With both ends included, transcribe exactly the records below from their first line to the line that contains "pub fn default_conversion(&self)".

---

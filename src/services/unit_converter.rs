//! Unit Converter — catalog lookup and linear conversion.

use crate::services::number_format::round2;
use crate::types::conversion::{Conversion, ConversionType, ALL_CATEGORIES, CONVERSION_TYPES};
use crate::types::errors::ConversionError;

/// Trait defining the unit converter interface.
pub trait UnitConverterTrait {
    fn convert(&self, input: &str, from: &str, to: &str) -> Result<Conversion, ConversionError>;
    fn find(&self, from: &str, to: &str) -> Option<&ConversionType>;
    fn categories(&self) -> Vec<&'static str>;
    fn filter_by_category(&self, category: &str) -> Vec<&ConversionType>;
}

/// Converter over a fixed catalog of one-directional conversions.
pub struct UnitConverter {
    catalog: &'static [ConversionType],
}

impl UnitConverter {
    /// Creates a converter over the built-in catalog.
    pub fn new() -> Self {
        Self::with_catalog(CONVERSION_TYPES)
    }

    pub fn with_catalog(catalog: &'static [ConversionType]) -> Self {
        Self { catalog }
    }

    /// First catalog entry; the converter screen's initial selection.
    pub fn default_conversion(&self) -> Option<&ConversionType> {
        self.catalog.first()
    }
}

impl Default for UnitConverter {
    fn default() -> Self {
        Self::new()
    }
}

impl UnitConverterTrait for UnitConverter {
    /// Converts `input` across the `(from, to)` pair.
    ///
    /// The input is validated before the lookup, so a bad number is reported
    /// even for an unknown pair. A result that overflows is reported as
    /// invalid input.
    fn convert(&self, input: &str, from: &str, to: &str) -> Result<Conversion, ConversionError> {
        let trimmed = input.trim();
        let value: f64 = trimmed
            .parse()
            .ok()
            .filter(|v: &f64| v.is_finite())
            .ok_or_else(|| ConversionError::InvalidInput(input.to_string()))?;

        let entry = self.find(from, to).ok_or_else(|| ConversionError::NotFound {
            from: from.to_string(),
            to: to.to_string(),
        })?;

        let product = value * entry.multiplier;
        if !product.is_finite() {
            return Err(ConversionError::InvalidInput(input.to_string()));
        }
        let converted = round2(product);
        let formatted = format!("{:.2}", converted);

        Ok(Conversion {
            value: converted,
            summary: format!("{}{} = {}{}", trimmed, entry.from, formatted, entry.to),
            formatted,
            category: entry.category,
        })
    }

    fn find(&self, from: &str, to: &str) -> Option<&ConversionType> {
        self.catalog.iter().find(|c| c.from == from && c.to == to)
    }

    /// `"All"` followed by each catalog category in first-seen order.
    fn categories(&self) -> Vec<&'static str> {
        let mut categories = vec![ALL_CATEGORIES];
        for entry in self.catalog {
            if !categories.contains(&entry.category) {
                categories.push(entry.category);
            }
        }
        categories
    }

    fn filter_by_category(&self, category: &str) -> Vec<&ConversionType> {
        self.catalog
            .iter()
            .filter(|c| category == ALL_CATEGORIES || c.category == category)
            .collect()
    }
}
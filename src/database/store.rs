//! Key-value persistence adapters.
//!
//! The application persists two keys: the theme preference and the JSON
//! history log. Values are opaque strings; callers serialize before writing.

use std::collections::HashMap;
use std::path::Path;
use std::sync::{Arc, Mutex};

use async_trait::async_trait;
use rusqlite::{params, Connection, OptionalExtension};
use tokio::sync::RwLock;

use super::connection::Database;
use crate::types::errors::StorageError;

/// Key of the `"dark"`/`"light"` theme preference.
pub const THEME_KEY: &str = "theme";
/// Key of the JSON-serialized history log.
pub const HISTORY_KEY: &str = "calculatorHistory";

/// Asynchronous string key-value store.
///
/// Each `set` fully replaces the previous value for the key.
#[async_trait]
pub trait KeyValueStore: Send + Sync {
    async fn get(&self, key: &str) -> Result<Option<String>, StorageError>;
    async fn set(&self, key: &str, value: &str) -> Result<(), StorageError>;
    async fn remove(&self, key: &str) -> Result<(), StorageError>;
}

/// In-memory store for tests and ephemeral sessions.
#[derive(Default)]
pub struct MemoryStore {
    data: RwLock<HashMap<String, String>>,
}

impl MemoryStore {
    pub fn new() -> Self {
        Self::default()
    }
}

#[async_trait]
impl KeyValueStore for MemoryStore {
    async fn get(&self, key: &str) -> Result<Option<String>, StorageError> {
        Ok(self.data.read().await.get(key).cloned())
    }

    async fn set(&self, key: &str, value: &str) -> Result<(), StorageError> {
        self.data
            .write()
            .await
            .insert(key.to_string(), value.to_string());
        Ok(())
    }

    async fn remove(&self, key: &str) -> Result<(), StorageError> {
        self.data.write().await.remove(key);
        Ok(())
    }
}

/// Store backed by the `kv_store` table of a SQLite database.
///
/// `rusqlite` is blocking, so every query runs on the blocking thread pool.
pub struct SqliteStore {
    db: Arc<Mutex<Database>>,
}

impl SqliteStore {
    pub fn open<P: AsRef<Path>>(path: P) -> Result<Self, StorageError> {
        Ok(Self::from_database(Database::open(path)?))
    }

    pub fn open_in_memory() -> Result<Self, StorageError> {
        Ok(Self::from_database(Database::open_in_memory()?))
    }

    pub fn from_database(db: Database) -> Self {
        Self {
            db: Arc::new(Mutex::new(db)),
        }
    }

    async fn run<T, F>(&self, f: F) -> Result<T, StorageError>
    where
        T: Send + 'static,
        F: FnOnce(&Connection) -> Result<T, rusqlite::Error> + Send + 'static,
    {
        let db = Arc::clone(&self.db);
        tokio::task::spawn_blocking(move || {
            let guard = db
                .lock()
                .map_err(|e| StorageError::Unavailable(e.to_string()))?;
            f(guard.connection()).map_err(StorageError::from)
        })
        .await
        .map_err(|e| StorageError::Task(e.to_string()))?
    }
}

#[async_trait]
impl KeyValueStore for SqliteStore {
    async fn get(&self, key: &str) -> Result<Option<String>, StorageError> {
        let key = key.to_string();
        self.run(move |conn| {
            conn.query_row(
                "SELECT value FROM kv_store WHERE key = ?1",
                params![key],
                |row| row.get(0),
            )
            .optional()
        })
        .await
    }

    async fn set(&self, key: &str, value: &str) -> Result<(), StorageError> {
        let key = key.to_string();
        let value = value.to_string();
        let now = chrono::Utc::now().timestamp_millis();
        self.run(move |conn| {
            conn.execute(
                "INSERT INTO kv_store (key, value, updated_at) VALUES (?1, ?2, ?3) \
                 ON CONFLICT(key) DO UPDATE SET value = excluded.value, updated_at = excluded.updated_at",
                params![key, value, now],
            )
            .map(|_| ())
        })
        .await
    }

    async fn remove(&self, key: &str) -> Result<(), StorageError> {
        let key = key.to_string();
        self.run(move |conn| {
            conn.execute("DELETE FROM kv_store WHERE key = ?1", params![key])
                .map(|_| ())
        })
        .await
    }
}
//! pocketcalc — calculator core with memory, unit conversion, tip splitting
//! and a persisted, searchable history.
//!
//! This library crate exposes all modules for use by UI hosts and integration tests.

pub mod app;
pub mod config;
pub mod database;
pub mod logging;
pub mod managers;
pub mod platform;
pub mod rpc_handler;
pub mod services;
pub mod types;
//! Unit tests for the HistoryManager public API.
//!
//! These tests exercise appending, searching, deletion, clearing and sharing
//! through the `HistoryManagerTrait` interface, using in-memory stores.

use std::sync::{Arc, Mutex};

use async_trait::async_trait;
use pocketcalc::database::{KeyValueStore, MemoryStore, SqliteStore, HISTORY_KEY};
use pocketcalc::managers::history_manager::{HistoryManager, HistoryManagerTrait, HISTORY_LIMIT};
use pocketcalc::services::collaborators::ShareTarget;
use pocketcalc::types::errors::{HistoryError, ShareError, StorageError};
use pocketcalc::types::history::{HistoryItem, HistoryKind};

/// Helper: a manager over a fresh in-memory store, plus the store itself.
fn setup() -> (Arc<MemoryStore>, HistoryManager) {
    let store = Arc::new(MemoryStore::new());
    (store.clone(), HistoryManager::new(store))
}

/// Store whose every operation fails.
struct BrokenStore;

#[async_trait]
impl KeyValueStore for BrokenStore {
    async fn get(&self, _key: &str) -> Result<Option<String>, StorageError> {
        Err(StorageError::Unavailable("broken".to_string()))
    }

    async fn set(&self, _key: &str, _value: &str) -> Result<(), StorageError> {
        Err(StorageError::Unavailable("broken".to_string()))
    }

    async fn remove(&self, _key: &str) -> Result<(), StorageError> {
        Err(StorageError::Unavailable("broken".to_string()))
    }
}

/// Share target recording messages, optionally failing.
#[derive(Default)]
struct RecordingShare {
    fail: bool,
    messages: Mutex<Vec<String>>,
}

#[async_trait]
impl ShareTarget for RecordingShare {
    async fn share(&self, message: &str) -> Result<(), ShareError> {
        self.messages.lock().unwrap().push(message.to_string());
        if self.fail {
            Err(ShareError::Failed("no share sheet".to_string()))
        } else {
            Ok(())
        }
    }
}

#[tokio::test]
async fn test_append_is_newest_first() {
    let (_, mut mgr) = setup();
    mgr.append(HistoryItem::calculation("2+3*4", "14")).await;
    mgr.append(HistoryItem::conversion("10m = 32.81ft".to_string(), "Length"))
        .await;

    let items = mgr.list();
    assert_eq!(items.len(), 2);
    assert_eq!(items[0].kind, HistoryKind::Conversion);
    assert_eq!(items[0].category.as_deref(), Some("Length"));
    assert_eq!(items[1].expression.as_deref(), Some("2+3*4"));
    assert_eq!(items[1].category.as_deref(), Some("Basic"));
}

#[tokio::test]
async fn test_append_past_limit_evicts_oldest() {
    let (store, mut mgr) = setup();
    for i in 0..=HISTORY_LIMIT {
        mgr.append(HistoryItem::calculation(&format!("{}+0", i), &i.to_string()))
            .await;
    }

    assert_eq!(mgr.list().len(), HISTORY_LIMIT);
    assert_eq!(mgr.list()[0].result, HISTORY_LIMIT.to_string());
    assert!(mgr.list().iter().all(|item| item.result != "0"));

    let saved = store.get(HISTORY_KEY).await.unwrap().unwrap();
    assert_eq!(HistoryManager::from_json(&saved).unwrap().len(), HISTORY_LIMIT);
}

#[tokio::test]
async fn test_load_restores_persisted_log() {
    let store = Arc::new(MemoryStore::new());
    {
        let mut mgr = HistoryManager::new(store.clone());
        mgr.append(HistoryItem::tip("Bill: $10.00".to_string())).await;
        mgr.append(HistoryItem::calculation("1+1", "2")).await;
    }

    let mut mgr = HistoryManager::new(store);
    mgr.load().await;
    assert_eq!(mgr.list().len(), 2);
    assert_eq!(mgr.list()[0].result, "2");
    assert_eq!(mgr.list()[1].kind, HistoryKind::Tip);
}

#[tokio::test]
async fn test_load_truncates_oversized_log_keeping_newest() {
    let store = Arc::new(MemoryStore::new());
    let stored: Vec<HistoryItem> = (0..150)
        .map(|i| HistoryItem::calculation(&format!("{}+0", i), &i.to_string()))
        .collect();
    store
        .set(HISTORY_KEY, &HistoryManager::to_json(&stored).unwrap())
        .await
        .unwrap();

    let mut mgr = HistoryManager::new(store);
    mgr.load().await;

    assert_eq!(mgr.list().len(), HISTORY_LIMIT);
    assert_eq!(mgr.list(), &stored[..HISTORY_LIMIT]);
}

#[tokio::test]
async fn test_load_from_sqlite_store() {
    let store: Arc<dyn KeyValueStore> = Arc::new(SqliteStore::open_in_memory().unwrap());
    let mut mgr = HistoryManager::new(store.clone());
    mgr.append(HistoryItem::calculation("6/3", "2")).await;

    let mut reloaded = HistoryManager::new(store);
    reloaded.load().await;
    assert_eq!(reloaded.list(), mgr.list());
}

#[tokio::test]
async fn test_search_is_case_insensitive_over_result_and_expression() {
    let (_, mut mgr) = setup();
    mgr.append(HistoryItem::conversion("10KG = 22.05lb".to_string(), "Weight"))
        .await;
    mgr.append(HistoryItem::calculation("12*12", "144")).await;
    mgr.append(HistoryItem::calculation("7-3", "4")).await;

    let hits = mgr.search("kg");
    assert_eq!(hits.len(), 1);
    assert_eq!(hits[0].category.as_deref(), Some("Weight"));

    let hits = mgr.search("12*");
    assert_eq!(hits.len(), 1);
    assert_eq!(hits[0].result, "144");

    assert_eq!(mgr.search("").len(), 3);
    assert!(mgr.search("zzz").is_empty());
}

#[tokio::test]
async fn test_delete_entry_removes_only_that_entry() {
    let (store, mut mgr) = setup();
    mgr.append(HistoryItem::calculation("1+1", "2")).await;
    mgr.append(HistoryItem::calculation("2+2", "4")).await;
    let id = mgr.list()[1].id.clone();

    mgr.delete_entry(&id).await.unwrap();
    assert_eq!(mgr.list().len(), 1);
    assert!(mgr.get(&id).is_none());

    let saved = store.get(HISTORY_KEY).await.unwrap().unwrap();
    assert_eq!(HistoryManager::from_json(&saved).unwrap().len(), 1);

    let err = mgr.delete_entry(&id).await.unwrap_err();
    assert!(matches!(err, HistoryError::NotFound(_)));
}

#[tokio::test]
async fn test_clear_all_removes_key() {
    let (store, mut mgr) = setup();
    mgr.append(HistoryItem::calculation("1+1", "2")).await;
    assert!(store.get(HISTORY_KEY).await.unwrap().is_some());

    mgr.clear_all().await;
    assert!(mgr.list().is_empty());
    assert_eq!(store.get(HISTORY_KEY).await.unwrap(), None);
}

#[tokio::test]
async fn test_storage_failures_keep_memory_state() {
    let mut mgr = HistoryManager::new(Arc::new(BrokenStore));
    mgr.load().await;
    assert!(mgr.is_loaded());
    assert!(mgr.list().is_empty());

    mgr.append(HistoryItem::calculation("3*3", "9")).await;
    assert_eq!(mgr.list().len(), 1);

    mgr.clear_all().await;
    assert!(mgr.list().is_empty());
}

#[tokio::test]
async fn test_share_sends_display_text() {
    let (_, mut mgr) = setup();
    mgr.append(HistoryItem::calculation("2+3", "5")).await;
    mgr.append(HistoryItem::tip("Bill: $10.00".to_string())).await;

    let target = RecordingShare::default();
    for item in mgr.list() {
        mgr.share(item, &target).await;
    }
    assert_eq!(
        *target.messages.lock().unwrap(),
        vec!["Bill: $10.00".to_string(), "2+3 = 5".to_string()]
    );
}

#[tokio::test]
async fn test_share_failure_is_swallowed() {
    let (_, mut mgr) = setup();
    mgr.append(HistoryItem::calculation("2+3", "5")).await;

    let target = RecordingShare {
        fail: true,
        ..Default::default()
    };
    mgr.share(&mgr.list()[0], &target).await;
    assert_eq!(target.messages.lock().unwrap().len(), 1);
    assert_eq!(mgr.list().len(), 1);
}
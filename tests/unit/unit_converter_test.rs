use pocketcalc::services::unit_converter::{UnitConverter, UnitConverterTrait};
use pocketcalc::types::conversion::{ConversionType, CONVERSION_TYPES};
use pocketcalc::types::errors::ConversionError;
use rstest::rstest;

// === Conversion Tests ===

#[rstest]
#[case("10", "m", "ft", "32.81")]
#[case("5", "km", "mi", "3.11")]
#[case("2", "kg", "lb", "4.41")]
#[case("100", "°C", "°F", "180.00")]
#[case("3.5", "L", "gal", "0.92")]
#[case("100", "km/h", "mph", "62.14")]
#[case("10", "cm²", "in²", "1.55")]
#[case("500", "g", "oz", "17.64")]
#[case("0", "m", "ft", "0.00")]
#[case("-1", "m", "ft", "-3.28")]
fn converts_catalog_entries(
    #[case] input: &str,
    #[case] from: &str,
    #[case] to: &str,
    #[case] expected: &str,
) {
    let converter = UnitConverter::new();
    assert_eq!(converter.convert(input, from, to).unwrap().formatted, expected);
}

#[test]
fn summary_uses_trimmed_input_and_units() {
    let converter = UnitConverter::new();
    let conversion = converter.convert(" 10 ", "km/h", "mph").unwrap();
    assert_eq!(conversion.summary, "10km/h = 6.21mph");
    assert_eq!(conversion.category, "Speed");
    assert_eq!(conversion.value, 6.21);
}

#[test]
fn celsius_is_a_pure_multiplier() {
    let converter = UnitConverter::new();
    assert_eq!(converter.convert("0", "°C", "°F").unwrap().formatted, "0.00");
}

#[rstest]
#[case("")]
#[case("abc")]
#[case("1e400")]
#[case("NaN")]
fn rejects_invalid_input(#[case] input: &str) {
    let converter = UnitConverter::new();
    let err = converter.convert(input, "m", "ft").unwrap_err();
    assert_eq!(err, ConversionError::InvalidInput(input.to_string()));
}

#[test]
fn overflowing_result_is_rejected() {
    let converter = UnitConverter::new();
    let err = converter.convert("1e307", "m", "ft").unwrap_err();
    assert_eq!(err, ConversionError::InvalidInput("1e307".to_string()));
}

#[test]
fn unknown_pair_is_not_found() {
    let converter = UnitConverter::new();
    let err = converter.convert("1", "mi", "km").unwrap_err();
    assert_eq!(
        err,
        ConversionError::NotFound {
            from: "mi".to_string(),
            to: "km".to_string()
        }
    );
}

// === Catalog Tests ===

#[test]
fn filter_all_returns_full_catalog_in_order() {
    let converter = UnitConverter::new();
    let all = converter.filter_by_category("All");
    assert_eq!(all.len(), CONVERSION_TYPES.len());
    assert_eq!(all[0].label, "Meters to Feet");
}

#[test]
fn filter_by_weight_keeps_catalog_order() {
    let converter = UnitConverter::new();
    let labels: Vec<&str> = converter
        .filter_by_category("Weight")
        .iter()
        .map(|c| c.label)
        .collect();
    assert_eq!(labels, vec!["Kilograms to Pounds", "Grams to Ounces"]);
}

#[test]
fn filter_unknown_category_is_empty() {
    let converter = UnitConverter::new();
    assert!(converter.filter_by_category("Time").is_empty());
}

#[test]
fn custom_catalog() {
    static CATALOG: &[ConversionType] = &[ConversionType {
        from: "h",
        to: "min",
        label: "Hours to Minutes",
        multiplier: 60.0,
        category: "Time",
    }];
    let converter = UnitConverter::with_catalog(CATALOG);
    assert_eq!(converter.categories(), vec!["All", "Time"]);
    assert_eq!(converter.convert("1.5", "h", "min").unwrap().formatted, "90.00");
    assert_eq!(converter.default_conversion().map(|c| c.from), Some("h"));
}
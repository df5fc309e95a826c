//! Command handler for the pocketcalc UI bridge.
//!
//! The UI host sends `(method, params)` pairs; `handle_method` dispatches
//! them to the `App` and returns a JSON value or an error message.

use tokio::sync::Mutex;

use crate::app::App;
use crate::managers::calculator_pad::MemoryOperation;
use crate::managers::history_manager::HistoryManagerTrait;
use crate::services::settings_engine::SettingsEngineTrait;
use crate::services::theme_engine::ThemeEngineTrait;
use crate::services::unit_converter::UnitConverterTrait;
use crate::types::settings::Tab;

use serde_json::{json, Value};

fn str_param<'a>(params: &'a Value, name: &str) -> Option<&'a str> {
    params.get(name).and_then(|v| v.as_str())
}

fn u32_param(params: &Value, name: &str) -> Result<Option<u32>, String> {
    match params.get(name) {
        None | Some(Value::Null) => Ok(None),
        Some(v) => v
            .as_u64()
            .and_then(|n| u32::try_from(n).ok())
            .map(Some)
            .ok_or_else(|| format!("invalid {}", name)),
    }
}

fn pad_state(app: &App) -> Value {
    json!({
        "input": app.pad.input(),
        "result": app.pad.result(),
        "last_key": app.pad.last_key(),
        "memory": app.pad.memory(),
    })
}

/// Dispatch a UI command to the application.
///
/// Returns `Ok(Value)` on success or `Err(String)` with an error message.
pub async fn handle_method(app: &Mutex<App>, method: &str, params: &Value) -> Result<Value, String> {
    match method {
        "ping" => Ok(json!({"pong": true})),

        // ─── Calculator ───
        "calc.press" => {
            let key = str_param(params, "key").ok_or("missing key")?;
            let mut a = app.lock().await;
            a.pad.press(key);
            Ok(pad_state(&a))
        }
        "calc.clear" => {
            let mut a = app.lock().await;
            a.pad.clear();
            Ok(pad_state(&a))
        }
        "calc.backspace" => {
            let mut a = app.lock().await;
            a.pad.backspace();
            Ok(pad_state(&a))
        }
        "calc.evaluate" => {
            let mut a = app.lock().await;
            if let Some(expression) = str_param(params, "expression") {
                a.pad.clear();
                a.pad.press(expression);
            }
            let result = a.calculate().await.map_err(|e| format!("Invalid expression: {}", e))?;
            Ok(json!({"result": result}))
        }
        "calc.state" => {
            let a = app.lock().await;
            Ok(pad_state(&a))
        }

        // ─── Memory ───
        "memory.clear" | "memory.recall" | "memory.add" | "memory.subtract" => {
            let op = method.trim_start_matches("memory.");
            let operation = MemoryOperation::parse(op).ok_or("unknown memory operation")?;
            let mut a = app.lock().await;
            a.memory(operation);
            Ok(pad_state(&a))
        }

        // ─── Converter ───
        "convert.categories" => {
            let a = app.lock().await;
            Ok(json!(a.converter.categories()))
        }
        "convert.list" => {
            let mut a = app.lock().await;
            let conversions = match str_param(params, "category") {
                Some(category) => a.select_category(category),
                None => a.visible_conversions(),
            };
            serde_json::to_value(conversions).map_err(|e| e.to_string())
        }
        "convert.select" => {
            let from = str_param(params, "from").ok_or("missing from")?;
            let to = str_param(params, "to").ok_or("missing to")?;
            let mut a = app.lock().await;
            a.select_units(from, to);
            serde_json::to_value(&a.converter_state).map_err(|e| e.to_string())
        }
        "convert.run" => {
            let mut a = app.lock().await;
            if let Some(value) = str_param(params, "value") {
                a.set_conversion_input(value);
            }
            if let (Some(from), Some(to)) = (str_param(params, "from"), str_param(params, "to")) {
                a.select_units(from, to);
            }
            let conversion = a.convert().await.map_err(|e| e.to_string())?;
            serde_json::to_value(conversion).map_err(|e| e.to_string())
        }

        // ─── Tip ───
        "tip.calculate" => {
            let percentage = u32_param(params, "tip_percentage")?;
            let split = u32_param(params, "split_count")?;
            let mut a = app.lock().await;
            if let Some(bill) = str_param(params, "bill") {
                a.set_bill(bill);
            }
            if let Some(p) = percentage {
                a.set_tip_percentage(p);
            }
            if let Some(s) = split {
                a.set_split_count(s);
            }
            let breakdown = a.calculate_tip().await.map_err(|e| e.to_string())?;
            Ok(json!({
                "tip": breakdown.tip,
                "total": breakdown.total,
                "per_person": breakdown.per_person,
                "summary": breakdown.summary(),
            }))
        }

        // ─── History ───
        "history.list" => {
            let a = app.lock().await;
            serde_json::to_value(a.history_manager.list()).map_err(|e| e.to_string())
        }
        "history.search" => {
            let query = str_param(params, "query").ok_or("missing query")?;
            let mut a = app.lock().await;
            a.set_search_query(query);
            serde_json::to_value(a.filtered_history()).map_err(|e| e.to_string())
        }
        "history.delete" => {
            let id = str_param(params, "id").ok_or("missing id")?;
            let mut a = app.lock().await;
            a.delete_history_entry(id).await.map_err(|e| e.to_string())?;
            Ok(json!({"ok": true}))
        }
        "history.clear" => {
            let mut a = app.lock().await;
            let cleared = a.clear_history().await;
            Ok(json!({"cleared": cleared}))
        }
        "history.share" => {
            let id = str_param(params, "id").ok_or("missing id")?;
            let a = app.lock().await;
            a.share_history_entry(id).await.map_err(|e| e.to_string())?;
            Ok(json!({"ok": true}))
        }

        // ─── Shell ───
        "theme.get" => {
            let a = app.lock().await;
            let engine = a.settings_engine.theme_engine();
            Ok(json!({"theme": engine.get_theme(), "palette": engine.palette()}))
        }
        "theme.toggle" => {
            let mut a = app.lock().await;
            let mode = a.toggle_theme().await;
            Ok(json!({"theme": mode}))
        }
        "tab.select" => {
            let name = str_param(params, "tab").ok_or("missing tab")?;
            let tab = Tab::parse(name).ok_or_else(|| format!("unknown tab: {}", name))?;
            let mut a = app.lock().await;
            a.select_tab(tab);
            Ok(json!({"tab": tab}))
        }

        _ => Err(format!("unknown method: {}", method)),
    }
}
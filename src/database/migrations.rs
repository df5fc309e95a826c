//! Schema migrations for the pocketcalc SQLite database.
//!
//! Uses a `schema_version` table to track which migrations have been applied.
//! Each migration runs exactly once and is recorded with a timestamp.

use rusqlite::Connection;

/// Current schema version. Bump this when adding a new migration.
pub const CURRENT_SCHEMA_VERSION: i32 = 1;

/// Returns the current schema version from the database (0 if table doesn't exist).
pub fn get_schema_version(conn: &Connection) -> i32 {
    conn.query_row(
        "SELECT COALESCE(MAX(version), 0) FROM schema_version",
        [],
        |row| row.get(0),
    )
    .unwrap_or(0)
}

/// Runs all pending schema migrations against the provided connection.
///
/// Safe to call on every startup.
pub fn run_all(conn: &Connection) -> Result<(), rusqlite::Error> {
    conn.execute_batch(
        "CREATE TABLE IF NOT EXISTS schema_version (
             version INTEGER PRIMARY KEY,
             applied_at INTEGER NOT NULL,
             description TEXT NOT NULL
         );",
    )?;

    let current = get_schema_version(conn);

    if current < 1 {
        migration_v1(conn)?;
        record_version(conn, 1, "Key-value preference store")?;
    }

    Ok(())
}

fn record_version(conn: &Connection, version: i32, description: &str) -> Result<(), rusqlite::Error> {
    let now = chrono::Utc::now().timestamp();
    conn.execute(
        "INSERT OR IGNORE INTO schema_version (version, applied_at, description) VALUES (?1, ?2, ?3)",
        rusqlite::params![version, now, description],
    )?;
    Ok(())
}

/// V1: key-value table holding serialized JSON values.
fn migration_v1(conn: &Connection) -> Result<(), rusqlite::Error> {
    conn.execute_batch(
        "
        CREATE TABLE IF NOT EXISTS kv_store (
            key TEXT PRIMARY KEY,
            value TEXT NOT NULL,
            updated_at INTEGER NOT NULL
        );
        ",
    )
}
//! Tip Calculator — tip, total and per-person share of a bill.

use std::ops::RangeInclusive;

use crate::types::errors::TipError;
use crate::types::tip::TipBreakdown;

/// Allowed tip percentages.
pub const TIP_PERCENTAGE_RANGE: RangeInclusive<u32> = 0..=30;
/// Allowed number of people splitting the bill.
pub const SPLIT_COUNT_RANGE: RangeInclusive<u32> = 1..=20;
/// Slider position when the tip screen opens.
pub const DEFAULT_TIP_PERCENTAGE: u32 = 15;
pub const DEFAULT_SPLIT_COUNT: u32 = 1;

/// Computes the breakdown for `bill` (as typed) at `tip_percentage` split
/// `split_count` ways.
///
/// # Errors
/// `InvalidBill` when `bill` is not a finite number or the total overflows; range errors when the
/// percentage or split count fall outside their slider domains.
pub fn calculate(bill: &str, tip_percentage: u32, split_count: u32) -> Result<TipBreakdown, TipError> {
    let bill_value: f64 = bill
        .trim()
        .parse()
        .ok()
        .filter(|v: &f64| v.is_finite())
        .ok_or_else(|| TipError::InvalidBill(bill.to_string()))?;

    if !TIP_PERCENTAGE_RANGE.contains(&tip_percentage) {
        return Err(TipError::PercentageOutOfRange(tip_percentage));
    }
    if !SPLIT_COUNT_RANGE.contains(&split_count) {
        return Err(TipError::SplitOutOfRange(split_count));
    }

    let tip = bill_value * f64::from(tip_percentage) / 100.0;
    let total = bill_value + tip;
    if !total.is_finite() {
        return Err(TipError::InvalidBill(bill.to_string()));
    }
    let per_person = total / f64::from(split_count);

    Ok(TipBreakdown {
        bill: bill_value,
        tip,
        total,
        per_person,
        tip_percentage,
        split_count,
    })
}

---

* [Response to the task]:
filename src/services/unit_converter.rs
//! Unit Converter — catalog lookup and linear conversion.

use crate::services::number_format::round2;
use crate::types::conversion::{Conversion, ConversionType, ALL_CATEGORIES, CONVERSION_TYPES};
use crate::types::errors::ConversionError;

/// Trait defining the unit converter interface.
pub trait UnitConverterTrait {
    fn convert(&self, input: &str, from: &str, to: &str) -> Result<Conversion, ConversionError>;
    fn find(&self, from: &str, to: &str) -> Option<&ConversionType>;
    fn categories(&self) -> Vec<&'static str>;
    fn filter_by_category(&self, category: &str) -> Vec<&ConversionType>;
}

/// Converter over a fixed catalog of one-directional conversions.
pub struct UnitConverter {
    catalog: &'static [ConversionType],
}

impl UnitConverter {
    /// Creates a converter over the built-in catalog.
    pub fn new() -> Self {
        Self::with_catalog(CONVERSION_TYPES)
    }

    pub fn with_catalog(catalog: &'static [ConversionType]) -> Self {
        Self { catalog }
    }

    /// First catalog entry; the converter screen's initial selection.
    pub fn default_conversion(&self) -> Option<&ConversionType> {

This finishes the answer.